The New Self-Help

What Becoming a Man Showed Me About a World Designed for Men

Every day, I was rewarded for behavior that I was previously punished for

Thomas Page McBee
Forge
Published in
5 min readAug 31, 2020
Book jacket for Amateur: A True Story About What Makes a Man by Thomas Page McBee

This story is part of The New Self-Help: 21 Books for a Better You in the 21st Century.

When I first began injecting testosterone, I clocked the changes primarily in aesthetic terms: the T-shirt that now fit me, the graceful curl of biceps, the glorious sprinkle of a beard.
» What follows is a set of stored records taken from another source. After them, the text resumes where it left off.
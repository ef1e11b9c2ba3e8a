//! `localStorage` backing for the workflow key-value store.
//!
//! SYSTEM CONTEXT
//! ==============
//! Grading drafts and the bearer token live here. Reads and writes are best
//! effort: a missing or blocked storage behaves like an empty one.

use workflow::store::KeyValueStore;

/// Zero-sized handle over `window.localStorage`.
#[derive(Clone, Copy, Debug, Default)]
pub struct BrowserStore;

#[cfg(feature = "csr")]
fn local_storage() -> Option<web_sys::Storage> {
    web_sys::window().and_then(|w| w.local_storage().ok().flatten())
}

impl KeyValueStore for BrowserStore {
    fn get(&self, key: &str) -> Option<String> {
        #[cfg(feature = "csr")]
        {
            local_storage()?.get_item(key).ok().flatten()
        }
        #[cfg(not(feature = "csr"))]
        {
            let _ = key;
            None
        }
    }

    fn set(&self, key: &str, value: &str) {
        #[cfg(feature = "csr")]
        {
            if let Some(storage) = local_storage() {
                let _ = storage.set_item(key, value);
            }
        }
        #[cfg(not(feature = "csr"))]
        {
            let _ = (key, value);
        }
    }

    fn remove(&self, key: &str) {
        #[cfg(feature = "csr")]
        {
            if let Some(storage) = local_storage() {
                let _ = storage.remove_item(key);
            }
        }
        #[cfg(not(feature = "csr"))]
        {
            let _ = key;
        }
    }
}
//! Side panel describing the selected submission.

use leptos::prelude::*;
use workflow::preview::{DetailSummary, PdfPreviewState};

use crate::components::pdf_preview::PdfPreview;

/// Summary rows, status badge, content body and PDF preview.
#[component]
pub fn DetailPanel(
    summary: RwSignal<Option<DetailSummary>>,
    pdf: RwSignal<PdfPreviewState<String>>,
    #[prop(optional)] on_grade: Option<Callback<String>>,
) -> impl IntoView {
    view! {
        <aside class="detail-panel">
            {move || match summary.get() {
                None => view! { <p class="detail-panel__empty">"Select a submission to see its details."</p> }.into_any(),
                Some(summary) => {
                    let grade_id = summary.id.clone();
                    let button_id = format!("grade-btn-{grade_id}");
                    let has_pdf = summary.has_pdf;
                    let content_html = summary.content_html.clone();
                    view! {
                        <header class="detail-panel__header">
                            <h2>{summary.title.clone()}</h2>
                            <span class=summary.tone.css_class()>{summary.status.label()}</span>
                        </header>
                        <dl class="detail-panel__fields">
                            {summary
                                .rows()
                                .into_iter()
                                .map(|(label, value)| view! {
                                    <dt>{label}</dt>
                                    <dd>{value}</dd>
                                })
                                .collect_view()}
                        </dl>
                        {on_grade.map(|on_grade| view! {
                            <button
                                id=button_id
                                class="btn btn--primary detail-panel__grade"
                                on:click=move |_| on_grade.run(grade_id.clone())
                            >
                                "Grade"
                            </button>
                        })}
                        <section class="detail-panel__content" inner_html=content_html></section>
                        <Show when=move || has_pdf>
                            <PdfPreview state=pdf/>
                        </Show>
                    }
                        .into_any()
                }
            }}
        </aside>
    }
}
I loved being a man; I loved having a body.

Those first few years of testosterone injections coincided with a period of anxious headlines about men in economic turmoil. Post-recession, surges in suicides, drug addiction, and even beards were all blamed on a broader insecurity about the massive loss of jobs and the shake-up of male-led households after the crash. It was dubbed a global “masculinity crisis,” its hallmark behaviors deemed “toxic.” It was, according to a 2010 cover story in The Atlantic, “the end of men.”
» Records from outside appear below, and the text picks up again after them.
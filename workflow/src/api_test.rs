use super::*;

#[test]
fn endpoints_trim_trailing_slash() {
    let endpoints = Endpoints::new("https://api.example.org/v1/");
    assert_eq!(endpoints.base(), "https://api.example.org/v1");
    assert_eq!(endpoints.list(Resource::Abstracts), "https://api.example.org/v1/abstracts");
}

#[test]
fn entity_endpoints_follow_contract() {
    let endpoints = Endpoints::new("/api");
    assert_eq!(endpoints.entity(Resource::BestPapers, "7"), "/api/best-papers/7");
    assert_eq!(endpoints.verifier_link(Resource::Abstracts, "3", "u9"), "/api/abstracts/3/verifiers/u9");
    assert_eq!(endpoints.bulk_assign(Resource::Abstracts), "/api/abstracts/bulk-assign-verifiers");
    assert_eq!(endpoints.bulk_unassign(Resource::BestPapers), "/api/best-papers/bulk-unassign-verifiers");
    assert_eq!(endpoints.pdf(Resource::Abstracts, "3"), "/api/abstracts/3/pdf");
    assert_eq!(endpoints.gradings(Resource::Abstracts, "3"), "/api/abstracts/3/gradings");
    assert_eq!(endpoints.grading_types(), "/api/grading-types");
}

#[test]
fn bulk_body_uses_resource_id_field() {
    let body = bulk_assign_body(Resource::BestPapers, &["1".to_owned(), "2".to_owned()], &["u1".to_owned()]);
    assert_eq!(body, serde_json::json!({ "best_paper_ids": ["1", "2"], "user_ids": ["u1"] }));
}

#[test]
fn status_update_serializes_wire_status() {
    let body = serde_json::to_value(StatusUpdate { status: ReviewStatus::Rejected }).unwrap();
    assert_eq!(body, serde_json::json!({ "status": "REJECTED" }));
}

#[test]
fn bulk_response_defaults_missing_counters() {
    let resp: BulkAssignResponse = serde_json::from_value(serde_json::json!({ "assignments_created": 4 })).unwrap();
    assert_eq!(resp.assignments_created, 4);
    assert_eq!(resp.assignments_deleted, 0);
}

#[test]
fn resource_parses_cli_spellings() {
    assert_eq!("abstracts".parse::<Resource>(), Ok(Resource::Abstracts));
    assert_eq!("Best-Papers".parse::<Resource>(), Ok(Resource::BestPapers));
    assert!("posters".parse::<Resource>().is_err());
}
//! Networking modules for the REST API and the PDF engine bridge.
//!
//! SYSTEM CONTEXT
//! ==============
//! `http` implements the `workflow` API traits over `gloo-net`; `pdf` wraps
//! PDF.js behind the `workflow` renderer seam.

pub mod http;
pub mod pdf;
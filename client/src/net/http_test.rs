use super::*;

// =============================================================
// Native fallbacks
// =============================================================

#[cfg(not(feature = "csr"))]
#[test]
fn authorization_absent_without_browser_storage() {
    assert_eq!(authorization(&BrowserStore, "token"), None);
}

#[cfg(not(feature = "csr"))]
#[test]
fn native_build_reports_unavailable() {
    let api = HttpApi::new(&ClientConfig::default());
    let result = block_on(api.fetch_submission(Resource::Abstracts, "1"));
    assert_eq!(result, Err(ApiError::Unavailable));
}

#[test]
fn list_source_uses_configured_endpoint() {
    let api = HttpApi::new(&ClientConfig { api_base: "https://review.example.org/api/".into(), ..ClientConfig::default() });
    let source: ListSource<Submission> = api.list_source(api.endpoints().list(Resource::BestPapers), "status");
    assert_eq!(source.url, "https://review.example.org/api/best-papers");
    assert_eq!(source.filter_param, "status");
}

#[cfg(not(feature = "csr"))]
/// Drive a future that never actually suspends (native stubs resolve immediately).
fn block_on<F: std::future::Future>(future: F) -> F::Output {
    use std::pin::pin;
    use std::task::{Context, Poll, Waker};

    let mut future = pin!(future);
    let mut cx = Context::from_waker(Waker::noop());
    loop {
        if let Poll::Ready(output) = future.as_mut().poll(&mut cx) {
            return output;
        }
    }
}
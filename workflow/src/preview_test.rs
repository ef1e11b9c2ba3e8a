use std::cell::RefCell;

use super::*;
use crate::model::ContentSections;

fn submission() -> Submission {
    Submission {
        id: "9".into(),
        title: "Study of X".into(),
        category: Some("Cardiology".into()),
        status: ReviewStatus::Pending,
        submitter: Some("A. Singh".into()),
        submitted_at: Some("2024-03-01T10:00:00Z".into()),
        review_phase: Some(2),
        content: Some("Plain *body*".into()),
        pdf_path: Some("uploads/9.pdf".into()),
        ..Submission::default()
    }
}

// =============================================================================
// Summary
// =============================================================================

#[test]
fn summary_projects_fields() {
    let summary = DetailSummary::from_submission(&submission());
    assert_eq!(summary.title, "Study of X");
    assert_eq!(summary.tone, BadgeTone::Warning);
    assert_eq!(summary.submitted_on, "2024-03-01");
    assert_eq!(summary.review_phase, "Phase 2");
    assert!(summary.has_pdf);
    assert!(summary.content_html.contains("<em>body</em>"));
    assert_eq!(summary.rows()[2], ("Status", "Pending".to_owned()));
}

#[test]
fn missing_fields_show_placeholder() {
    let summary = DetailSummary::from_submission(&Submission { id: "1".into(), ..Submission::default() });
    assert_eq!(summary.title, "—");
    assert_eq!(summary.category, "—");
    assert_eq!(summary.submitted_on, "—");
    assert_eq!(summary.review_phase, "—");
    assert!(!summary.has_pdf);
    assert!(summary.content_html.is_empty());
}

#[test]
fn sections_take_precedence_over_content() {
    let mut sections = ContentSections::default();
    sections.set(crate::model::SectionKind::Results, "It worked.");
    let summary = DetailSummary::from_submission(&Submission { sections: Some(sections), ..submission() });
    assert!(summary.content_html.starts_with("<h4>Results</h4>"));
    assert!(!summary.content_html.contains("body"));
}

#[test]
fn badge_tones_follow_status() {
    assert_eq!(BadgeTone::for_status(ReviewStatus::Accepted), BadgeTone::Success);
    assert_eq!(BadgeTone::for_status(ReviewStatus::Rejected), BadgeTone::Danger);
    assert_eq!(BadgeTone::for_status(ReviewStatus::Draft), BadgeTone::Secondary);
    assert_eq!(BadgeTone::for_status(ReviewStatus::UnderReview), BadgeTone::Neutral);
}

#[test]
fn raw_html_in_content_is_dropped() {
    let summary = DetailSummary::from_submission(&Submission {
        content: Some("ok <script>alert(1)</script>".into()),
        ..submission()
    });
    assert!(!summary.content_html.contains("<script>"));
}

// =============================================================================
// PDF
// =============================================================================

#[test]
fn classify_known_pdfjs_errors() {
    assert_eq!(PdfError::classify("PasswordException", "No password given"), PdfError::PasswordProtected);
    assert_eq!(PdfError::classify("InvalidPDFException", ""), PdfError::Invalid);
    assert_eq!(PdfError::classify("MissingPDFException", ""), PdfError::Missing);
    assert_eq!(PdfError::classify("UnknownErrorException", "bad xref"), PdfError::Render("bad xref".into()));
    assert_eq!(PdfError::classify("Weird", ""), PdfError::Render("Weird".into()));
}

#[test]
fn preview_state_from_result() {
    let ok: PdfPreviewState<u32> = PdfPreviewState::from_result(Ok(vec![1, 2]));
    assert_eq!(ok, PdfPreviewState::Rendered { pages: vec![1, 2] });
    let failed: PdfPreviewState<u32> = PdfPreviewState::from_result(Err(PdfError::Fetch(404)));
    assert_eq!(failed.error_message().as_deref(), Some("Could not download the PDF (status 404)."));
    assert!(PdfPreviewState::<u32>::Loading.is_loading());
}

struct FakeRenderer {
    pages: u32,
    broken_page: Option<u32>,
    rendered: RefCell<Vec<u32>>,
}

#[async_trait(?Send)]
impl PdfRenderer for FakeRenderer {
    type Document = usize;
    type Page = String;

    async fn open(&self, bytes: Vec<u8>) -> Result<usize, PdfError> {
        if bytes.starts_with(b"%PDF") { Ok(bytes.len()) } else { Err(PdfError::Invalid) }
    }

    fn page_count(&self, _document: &usize) -> u32 {
        self.pages
    }

    async fn render_page(&self, _document: &usize, number: u32) -> Result<String, PdfError> {
        if self.broken_page == Some(number) {
            return Err(PdfError::Render(format!("page {number}")));
        }
        self.rendered.borrow_mut().push(number);
        Ok(format!("canvas-{number}"))
    }
}

#[tokio::test]
async fn renders_every_page_in_order() {
    let renderer = FakeRenderer { pages: 3, broken_page: None, rendered: RefCell::new(Vec::new()) };
    let pages = render_all_pages(&renderer, b"%PDF-1.7".to_vec()).await.unwrap();
    assert_eq!(pages, vec!["canvas-1", "canvas-2", "canvas-3"]);
}

#[tokio::test]
async fn one_bad_page_fails_the_preview() {
    let renderer = FakeRenderer { pages: 3, broken_page: Some(2), rendered: RefCell::new(Vec::new()) };
    let result = render_all_pages(&renderer, b"%PDF-1.7".to_vec()).await;
    assert_eq!(result, Err(PdfError::Render("page 2".into())));
}

#[tokio::test]
async fn invalid_bytes_fail_before_rendering() {
    let renderer = FakeRenderer { pages: 3, broken_page: None, rendered: RefCell::new(Vec::new()) };
    let result = render_all_pages(&renderer, b"hello".to_vec()).await;
    assert_eq!(result, Err(PdfError::Invalid));
    assert!(renderer.rendered.borrow().is_empty());
}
But I was only beginning: A man born at 30, with a body that reveals a truth about being human that is rarely examined. The more I felt at home in my body, the more uncomfortable I became with what was expected of it. I couldn’t shake the idea that this “masculinity crisis” reflected something important and terrifying about what we talk about when we talk about men. All men. A story about masculinity we all have been taught to believe.
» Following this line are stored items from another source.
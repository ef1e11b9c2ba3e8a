//! Small DOM helpers: blocking confirm, focus management, navigation.
//!
//! Outside the browser every helper is a no-op (and `confirm` declines) so
//! destructive actions never run without a real user answer.

/// Blocking `window.confirm`. Declines when no window is available.
pub fn confirm(message: &str) -> bool {
    #[cfg(feature = "csr")]
    {
        web_sys::window().and_then(|w| w.confirm_with_message(message).ok()).unwrap_or(false)
    }
    #[cfg(not(feature = "csr"))]
    {
        let _ = message;
        false
    }
}

/// Id of the element that currently has focus, if it has one.
pub fn active_element_id() -> Option<String> {
    #[cfg(feature = "csr")]
    {
        let id = web_sys::window()?.document()?.active_element()?.id();
        (!id.is_empty()).then_some(id)
    }
    #[cfg(not(feature = "csr"))]
    {
        None
    }
}

/// Move focus to the element with `id`, if it exists and is focusable.
pub fn focus_by_id(id: &str) {
    #[cfg(feature = "csr")]
    {
        use wasm_bindgen::JsCast;

        let element = web_sys::window()
            .and_then(|w| w.document())
            .and_then(|d| d.get_element_by_id(id))
            .and_then(|e| e.dyn_into::<web_sys::HtmlElement>().ok());
        if let Some(element) = element {
            let _ = element.focus();
        }
    }
    #[cfg(not(feature = "csr"))]
    {
        let _ = id;
    }
}

/// Focus the `index`-th focusable control inside the element with `container_id`.
pub fn focus_nth_within(container_id: &str, index: usize) {
    #[cfg(feature = "csr")]
    {
        use wasm_bindgen::JsCast;

        let Some(container) = web_sys::window().and_then(|w| w.document()).and_then(|d| d.get_element_by_id(container_id))
        else {
            return;
        };
        let Ok(nodes) = container.query_selector_all(FOCUSABLE_SELECTOR) else {
            return;
        };
        let Ok(index) = u32::try_from(index) else {
            return;
        };
        if let Some(element) = nodes.item(index).and_then(|n| n.dyn_into::<web_sys::HtmlElement>().ok()) {
            let _ = element.focus();
        }
    }
    #[cfg(not(feature = "csr"))]
    {
        let _ = (container_id, index);
    }
}

/// Position of the focused element among the focusable controls of `container_id`.
pub fn focused_index_within(container_id: &str) -> Option<usize> {
    #[cfg(feature = "csr")]
    {
        let document = web_sys::window()?.document()?;
        let active = document.active_element()?;
        let nodes = document.get_element_by_id(container_id)?.query_selector_all(FOCUSABLE_SELECTOR).ok()?;
        (0..nodes.length()).position(|i| nodes.item(i).is_some_and(|node| active.is_same_node(Some(&node))))
    }
    #[cfg(not(feature = "csr"))]
    {
        let _ = container_id;
        None
    }
}

/// Number of focusable controls inside the element with `container_id`.
pub fn focusable_count(container_id: &str) -> usize {
    #[cfg(feature = "csr")]
    {
        web_sys::window()
            .and_then(|w| w.document())
            .and_then(|d| d.get_element_by_id(container_id))
            .and_then(|c| c.query_selector_all(FOCUSABLE_SELECTOR).ok())
            .map_or(0, |nodes| nodes.length() as usize)
    }
    #[cfg(not(feature = "csr"))]
    {
        let _ = container_id;
        0
    }
}

#[cfg(feature = "csr")]
const FOCUSABLE_SELECTOR: &str =
    "button:not([disabled]), input:not([disabled]), textarea:not([disabled]), select:not([disabled]), [tabindex]:not([tabindex='-1'])";

/// Navigate the whole page to `href` after `delay_ms`.
pub fn redirect_after(href: &str, delay_ms: u32) {
    #[cfg(feature = "csr")]
    {
        let href = href.to_owned();
        leptos::task::spawn_local(async move {
            gloo_timers::future::TimeoutFuture::new(delay_ms).await;
            if let Some(w) = web_sys::window() {
                let _ = w.location().set_href(&href);
            }
        });
    }
    #[cfg(not(feature = "csr"))]
    {
        let _ = (href, delay_ms);
    }
}
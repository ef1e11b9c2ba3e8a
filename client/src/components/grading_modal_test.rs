use super::*;

#[test]
fn validity_icons() {
    assert_eq!(validity_icon(Validity::Valid), "✓");
    assert_eq!(validity_icon(Validity::Invalid), "✕");
    assert_eq!(validity_icon(Validity::Empty), "");
}

#[test]
fn fill_style_clamps_fraction() {
    assert_eq!(fill_style(0.5), "width: 50.0%");
    assert_eq!(fill_style(1.7), "width: 100.0%");
    assert_eq!(fill_style(-0.2), "width: 0.0%");
}

#[test]
fn summary_text_formats_average() {
    let stats = GradingStats { filled: 2, criteria: 3, total: 11.0, average: 5.5, fill_ratio: 2.0 / 3.0 };
    assert_eq!(summary_text(&stats), "2/3 scored · average 5.50");
}

#[test]
fn arrow_keys_map_to_steps() {
    assert_eq!(arrow_step("ArrowUp"), Some(StepDir::Up));
    assert_eq!(arrow_step("ArrowDown"), Some(StepDir::Down));
    assert_eq!(arrow_step("Enter"), None);
}
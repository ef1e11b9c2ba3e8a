//! App-wide busy indicator.
//!
//! DESIGN
//! ======
//! A counter rather than a flag so overlapping requests keep the indicator up
//! until the last one settles.

#[cfg(test)]
#[path = "ui_test.rs"]
mod ui_test;

#[derive(Clone, Debug, Default, PartialEq, Eq)]
pub struct UiState {
    pending: u32,
}

impl UiState {
    pub fn begin(&mut self) {
        self.pending += 1;
    }

    /// Always called when a request settles, success or not.
    pub fn end(&mut self) {
        self.pending = self.pending.saturating_sub(1);
    }

    pub fn is_busy(&self) -> bool {
        self.pending > 0
    }
}
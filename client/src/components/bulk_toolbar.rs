//! Selection counter and bulk accept/reject controls.

use leptos::prelude::*;
use workflow::bulk::Transition;
use workflow::controller::ListController;
use workflow::model::Submission;

/// Toolbar above the submission table.
#[component]
pub fn BulkToolbar(
    list: RwSignal<ListController<Submission>>,
    running: RwSignal<bool>,
    on_transition: Callback<Transition>,
) -> impl IntoView {
    let none_selected = move || list.with(|c| c.selection().is_empty());

    view! {
        <div class="bulk-toolbar">
            <span class="bulk-toolbar__count">{move || list.with(|c| c.selection().counter_text())}</span>
            <button class="btn" on:click=move |_| list.update(|c| c.selection_mut().select_all_visible())>
                "Select page"
            </button>
            <button class="btn" on:click=move |_| list.update(|c| c.selection_mut().invert_visible())>
                "Invert"
            </button>
            <button class="btn" on:click=move |_| list.update(|c| c.selection_mut().clear_visible())>
                "Clear"
            </button>
            <span class="bulk-toolbar__spacer"></span>
            <button
                class="btn btn--success"
                disabled=move || none_selected() || running.get()
                on:click=move |_| on_transition.run(Transition::Accept)
            >
                "Accept selected"
            </button>
            <button
                class="btn btn--danger"
                disabled=move || none_selected() || running.get()
                on:click=move |_| on_transition.run(Transition::Reject)
            >
                "Reject selected"
            </button>
        </div>
    }
}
It was around that time that I began reading the psychologist Carl Jung, who, after World War II, long consumed by the question of what made people evil or complicit in evil, settled on a single, elegant explanation. He believed that ostracizing any aspect of the human experience, however ugly, created a “shadow” of our rejected bits that we drag behind us. If we do not see that the shadow belongs to us, we project it onto others, both individually and as a culture. To face and own what most disturbs you about yourself, Jung believed, is among the central moral tasks of being human.

To make change, you have to pay attention. The fight against toxic masculinity begins with yourself.

Before injecting testosterone, my beardless, androgynous body was troubling, unprofessional. I was…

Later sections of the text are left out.